### Task item
Copy all lines below containing "UnknownProvider".

### Information supplied
-=-=-=-=-

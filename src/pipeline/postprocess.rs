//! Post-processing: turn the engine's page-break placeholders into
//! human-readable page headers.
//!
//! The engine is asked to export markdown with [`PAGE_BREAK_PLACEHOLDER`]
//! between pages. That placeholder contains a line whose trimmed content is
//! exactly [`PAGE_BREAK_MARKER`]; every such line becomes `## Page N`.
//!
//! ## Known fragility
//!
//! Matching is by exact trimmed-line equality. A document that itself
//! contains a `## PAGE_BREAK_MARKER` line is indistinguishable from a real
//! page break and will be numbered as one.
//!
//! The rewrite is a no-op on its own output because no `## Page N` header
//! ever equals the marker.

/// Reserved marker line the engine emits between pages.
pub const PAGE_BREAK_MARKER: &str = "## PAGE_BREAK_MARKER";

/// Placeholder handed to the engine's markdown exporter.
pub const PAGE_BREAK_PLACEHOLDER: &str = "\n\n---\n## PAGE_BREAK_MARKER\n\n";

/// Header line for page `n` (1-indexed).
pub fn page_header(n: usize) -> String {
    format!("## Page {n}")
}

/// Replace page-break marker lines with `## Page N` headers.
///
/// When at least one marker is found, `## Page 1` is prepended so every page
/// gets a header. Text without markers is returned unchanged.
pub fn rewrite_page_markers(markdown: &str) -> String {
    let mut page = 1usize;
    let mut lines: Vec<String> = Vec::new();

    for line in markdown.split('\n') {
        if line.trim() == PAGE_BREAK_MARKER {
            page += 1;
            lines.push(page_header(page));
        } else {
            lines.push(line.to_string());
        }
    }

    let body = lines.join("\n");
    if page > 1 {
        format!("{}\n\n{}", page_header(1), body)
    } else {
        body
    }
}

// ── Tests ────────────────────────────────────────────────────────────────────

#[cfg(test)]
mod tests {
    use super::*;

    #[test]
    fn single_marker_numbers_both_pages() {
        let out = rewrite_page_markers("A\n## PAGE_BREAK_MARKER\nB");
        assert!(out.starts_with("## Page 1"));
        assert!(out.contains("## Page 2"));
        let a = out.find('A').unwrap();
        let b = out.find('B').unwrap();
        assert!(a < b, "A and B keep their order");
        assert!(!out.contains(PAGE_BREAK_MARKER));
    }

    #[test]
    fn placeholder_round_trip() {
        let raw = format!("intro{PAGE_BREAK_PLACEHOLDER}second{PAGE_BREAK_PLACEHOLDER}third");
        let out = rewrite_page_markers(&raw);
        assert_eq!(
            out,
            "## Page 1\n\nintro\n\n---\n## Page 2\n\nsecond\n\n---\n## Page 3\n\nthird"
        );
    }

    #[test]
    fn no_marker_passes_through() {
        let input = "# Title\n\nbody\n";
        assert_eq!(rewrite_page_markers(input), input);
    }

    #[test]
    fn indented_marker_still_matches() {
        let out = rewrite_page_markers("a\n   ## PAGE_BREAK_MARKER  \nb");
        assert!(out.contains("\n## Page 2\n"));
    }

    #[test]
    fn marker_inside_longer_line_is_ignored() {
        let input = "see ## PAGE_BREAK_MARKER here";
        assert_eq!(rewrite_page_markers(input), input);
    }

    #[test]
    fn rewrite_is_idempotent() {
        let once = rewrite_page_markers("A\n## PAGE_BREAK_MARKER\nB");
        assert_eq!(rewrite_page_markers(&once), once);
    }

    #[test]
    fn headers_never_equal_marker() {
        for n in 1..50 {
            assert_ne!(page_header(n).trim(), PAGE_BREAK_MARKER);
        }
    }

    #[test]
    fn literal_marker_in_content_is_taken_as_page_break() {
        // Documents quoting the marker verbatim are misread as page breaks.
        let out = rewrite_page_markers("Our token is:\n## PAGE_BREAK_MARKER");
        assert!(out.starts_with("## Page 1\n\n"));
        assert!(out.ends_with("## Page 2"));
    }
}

-=-=-=-=-

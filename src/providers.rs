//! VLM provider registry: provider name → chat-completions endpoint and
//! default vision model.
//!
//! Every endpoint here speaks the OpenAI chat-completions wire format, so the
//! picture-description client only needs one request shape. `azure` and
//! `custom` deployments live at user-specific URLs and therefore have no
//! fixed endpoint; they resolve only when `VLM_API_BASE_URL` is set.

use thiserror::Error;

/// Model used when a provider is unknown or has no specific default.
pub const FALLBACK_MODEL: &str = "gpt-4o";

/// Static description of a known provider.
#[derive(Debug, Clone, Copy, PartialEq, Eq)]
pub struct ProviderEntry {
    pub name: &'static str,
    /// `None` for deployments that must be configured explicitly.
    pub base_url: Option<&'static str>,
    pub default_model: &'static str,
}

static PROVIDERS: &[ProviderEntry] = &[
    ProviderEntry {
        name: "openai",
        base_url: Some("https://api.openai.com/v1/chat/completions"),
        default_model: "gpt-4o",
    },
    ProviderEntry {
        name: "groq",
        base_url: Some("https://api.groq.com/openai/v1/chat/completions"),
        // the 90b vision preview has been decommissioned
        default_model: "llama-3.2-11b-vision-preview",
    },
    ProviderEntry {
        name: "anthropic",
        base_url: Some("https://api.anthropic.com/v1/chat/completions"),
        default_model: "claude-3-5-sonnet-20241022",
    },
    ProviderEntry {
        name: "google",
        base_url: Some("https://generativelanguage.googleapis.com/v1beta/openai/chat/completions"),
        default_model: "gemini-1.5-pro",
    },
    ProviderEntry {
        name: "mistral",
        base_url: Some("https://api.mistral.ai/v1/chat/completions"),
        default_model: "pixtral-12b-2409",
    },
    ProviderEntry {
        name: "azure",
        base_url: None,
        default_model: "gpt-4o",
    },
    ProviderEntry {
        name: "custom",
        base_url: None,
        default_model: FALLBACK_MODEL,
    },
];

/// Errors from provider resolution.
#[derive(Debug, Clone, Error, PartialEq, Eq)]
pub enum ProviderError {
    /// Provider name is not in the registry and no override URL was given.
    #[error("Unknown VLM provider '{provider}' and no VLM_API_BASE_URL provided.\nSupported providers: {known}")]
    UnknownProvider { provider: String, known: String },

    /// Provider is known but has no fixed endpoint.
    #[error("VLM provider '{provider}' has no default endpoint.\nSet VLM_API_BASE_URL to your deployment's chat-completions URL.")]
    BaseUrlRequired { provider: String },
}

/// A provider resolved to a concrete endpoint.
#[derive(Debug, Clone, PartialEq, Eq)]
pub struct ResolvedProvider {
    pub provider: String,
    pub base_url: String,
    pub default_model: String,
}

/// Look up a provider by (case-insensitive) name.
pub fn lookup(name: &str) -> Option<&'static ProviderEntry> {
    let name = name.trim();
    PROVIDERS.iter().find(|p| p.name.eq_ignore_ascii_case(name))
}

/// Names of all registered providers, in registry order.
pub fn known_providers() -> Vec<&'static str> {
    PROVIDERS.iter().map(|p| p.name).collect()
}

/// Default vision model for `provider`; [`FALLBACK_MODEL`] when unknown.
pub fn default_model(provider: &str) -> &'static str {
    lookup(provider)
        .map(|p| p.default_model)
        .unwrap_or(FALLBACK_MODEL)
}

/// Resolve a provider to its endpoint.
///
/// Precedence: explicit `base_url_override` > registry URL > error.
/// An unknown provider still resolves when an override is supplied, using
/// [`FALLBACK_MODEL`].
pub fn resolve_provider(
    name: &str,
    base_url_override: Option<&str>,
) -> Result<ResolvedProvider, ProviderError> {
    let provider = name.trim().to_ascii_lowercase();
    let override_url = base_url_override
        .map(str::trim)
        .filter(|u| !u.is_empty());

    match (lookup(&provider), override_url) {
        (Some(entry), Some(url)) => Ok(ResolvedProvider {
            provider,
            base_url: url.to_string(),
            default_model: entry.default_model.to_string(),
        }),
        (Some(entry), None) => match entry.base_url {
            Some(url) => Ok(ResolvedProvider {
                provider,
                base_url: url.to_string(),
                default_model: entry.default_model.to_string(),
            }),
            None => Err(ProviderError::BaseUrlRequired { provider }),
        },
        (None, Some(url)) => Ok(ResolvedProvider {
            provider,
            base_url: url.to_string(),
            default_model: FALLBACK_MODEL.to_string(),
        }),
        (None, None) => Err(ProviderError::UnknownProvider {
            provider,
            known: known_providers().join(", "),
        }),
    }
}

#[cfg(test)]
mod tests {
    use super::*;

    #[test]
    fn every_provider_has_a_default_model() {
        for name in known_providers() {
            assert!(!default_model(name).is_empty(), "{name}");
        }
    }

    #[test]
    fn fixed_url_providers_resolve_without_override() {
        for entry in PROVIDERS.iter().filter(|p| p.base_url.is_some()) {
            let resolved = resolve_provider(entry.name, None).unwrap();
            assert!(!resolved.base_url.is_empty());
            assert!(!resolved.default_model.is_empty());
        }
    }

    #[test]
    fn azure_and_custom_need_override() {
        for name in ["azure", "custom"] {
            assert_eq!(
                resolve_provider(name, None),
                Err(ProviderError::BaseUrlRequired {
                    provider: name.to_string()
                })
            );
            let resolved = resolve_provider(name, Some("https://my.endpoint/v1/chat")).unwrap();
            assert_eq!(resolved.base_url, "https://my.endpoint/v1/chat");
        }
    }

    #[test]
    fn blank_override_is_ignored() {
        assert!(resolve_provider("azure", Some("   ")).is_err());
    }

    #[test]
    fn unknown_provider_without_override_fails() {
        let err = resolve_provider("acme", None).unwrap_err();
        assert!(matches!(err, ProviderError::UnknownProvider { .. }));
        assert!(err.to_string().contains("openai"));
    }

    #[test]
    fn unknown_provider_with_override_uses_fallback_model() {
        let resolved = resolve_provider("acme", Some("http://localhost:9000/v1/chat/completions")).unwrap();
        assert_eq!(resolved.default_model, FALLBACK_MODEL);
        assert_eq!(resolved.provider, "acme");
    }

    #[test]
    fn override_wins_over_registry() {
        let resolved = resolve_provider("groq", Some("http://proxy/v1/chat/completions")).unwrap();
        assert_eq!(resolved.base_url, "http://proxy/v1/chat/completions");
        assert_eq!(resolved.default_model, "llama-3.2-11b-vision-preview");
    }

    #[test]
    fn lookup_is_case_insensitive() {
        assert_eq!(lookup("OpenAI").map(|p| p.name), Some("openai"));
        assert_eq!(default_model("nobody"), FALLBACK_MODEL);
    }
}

-=-=-=-=-

### Exercise result
    UnknownProvider { provider: String, known: String },
        (None, None) => Err(ProviderError::UnknownProvider {
        assert!(matches!(err, ProviderError::UnknownProvider { .. }));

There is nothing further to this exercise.